Towards Sustainable Energy: Characterization of Printable Carbon Electrodes for Integrated Monolithic Dye-sensitized solar cell and Supercapacitors

This thesis is part of a larger project focused on developing a printed monolithic device that integrates a dye-sensitized solar cell (DSSC) with a supercapacitor (SC) to enable efficient energy production and storage. Such devices are promising for a sustainable future in the Internet of Things (IoT), offering viable alternatives to conventional disposable batteries. One of the objective of the project is to characterize printable inks used to create carbon-based electrodes composed of activated carbon and carbon black. These materials provide high surface area and good conductivity, making them suitable for use as storage electrodes in supercapacitors and as catalytic (counter) electrodes in DSSCs. This thesis focused on the characterization of the catalytic properties of the produced electrodes.
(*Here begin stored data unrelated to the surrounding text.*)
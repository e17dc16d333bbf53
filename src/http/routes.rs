use axum::{
    Router,
    extract::DefaultBodyLimit,
    routing::{get, post},
};
use tower_http::{services::ServeDir, trace::TraceLayer};

use super::handlers::{health_check, method_not_allowed, remove_bg};
use super::state::AppState;

pub const REMOVE_BG_PATH: &str = "/api/remove-bg";

/// Allowance on top of the image limit for multipart framing and text fields.
const MULTIPART_OVERHEAD_BYTES: u64 = 1024 * 1024;

/// Build the router: the remove-bg route, a health check and static serving of the uploads
/// directory under its URL prefix.
pub fn create_router(state: AppState) -> Router {
    let body_limit = state
        .remover
        .intake_policy()
        .max_bytes()
        .saturating_add(MULTIPART_OVERHEAD_BYTES);
    let body_limit = usize::try_from(body_limit).unwrap_or(usize::MAX);

    let uploads = ServeDir::new(state.uploads.dir());
    let uploads_prefix = state.uploads.url_prefix().to_string();

    Router::new()
        .route(
            REMOVE_BG_PATH,
            post(remove_bg)
                .fallback(method_not_allowed)
                .layer(DefaultBodyLimit::max(body_limit)),
        )
        .route("/health", get(health_check))
        .nest_service(&uploads_prefix, uploads)
        .layer(TraceLayer::new_for_http())
        .with_state(state)
}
Electrochemical measurements were conducted in both two-electrode and three-electrode configurations, utilizing the [Cu(tmby)₂]²⁺/⁺ redox mediator present in the DSSC electrolyte. Additionally, this work compares γ-valerolactone—a green and low-toxicity solvent—with standard acetonitrile, which is toxic and flammable, for the preparation of the DSSC electrolyte in combination with the studied counter electrodes. Finally, carbon-based DSSCs were fabricated and their electrical and electrochemical properties were thoroughly characterized. Results indicate that the prepared carbon-based electrodes demonstrate comparable catalytic performance with respect to reference commercial counter electrodes, making them suitable for the fabrication of fully printed monolithic device integrating DSSC and SC.